** The problem **
All that is wanted is an exact copy of the line containing "pub mod registry;" and the lines after it, through the end of the records.

** Saved entries **

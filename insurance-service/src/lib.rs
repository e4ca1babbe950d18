//! Insurance lookups for the provider voice line
//!
//! Provides the synchronous lookups a voice agent performs mid-call:
//! - Provider authentication by NPI, with national-registry fallback
//! - Secondary provider verification by practice zip code
//! - Member eligibility and benefit coverage for a spoken service
//! - Claim status by claim number or by patient
//!
//! Every lookup takes raw speech-to-text input and answers with a
//! `found`/`valid`/`verified` flag plus a message the agent can read out;
//! unresolved input is never an error.

pub mod claims;
pub mod eligibility;
pub mod error;
pub mod models;
pub mod provider_auth;
pub mod registry;
pub mod repository;
pub mod requests;
pub mod resolver;
pub mod seed;
pub mod service;

pub use claims::*;
pub use eligibility::*;
pub use error::*;
pub use models::*;
pub use provider_auth::*;
pub use registry::*;
pub use repository::*;
pub use requests::*;
pub use resolver::*;
pub use seed::*;
pub use service::*;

** Output below **
pub mod registry;
pub mod repository;
pub mod requests;
pub mod resolver;
pub mod seed;
pub mod service;

pub use claims::*;
pub use eligibility::*;
pub use error::*;
pub use models::*;
pub use provider_auth::*;
pub use registry::*;
pub use repository::*;
pub use requests::*;
pub use resolver::*;
pub use seed::*;
pub use service::*;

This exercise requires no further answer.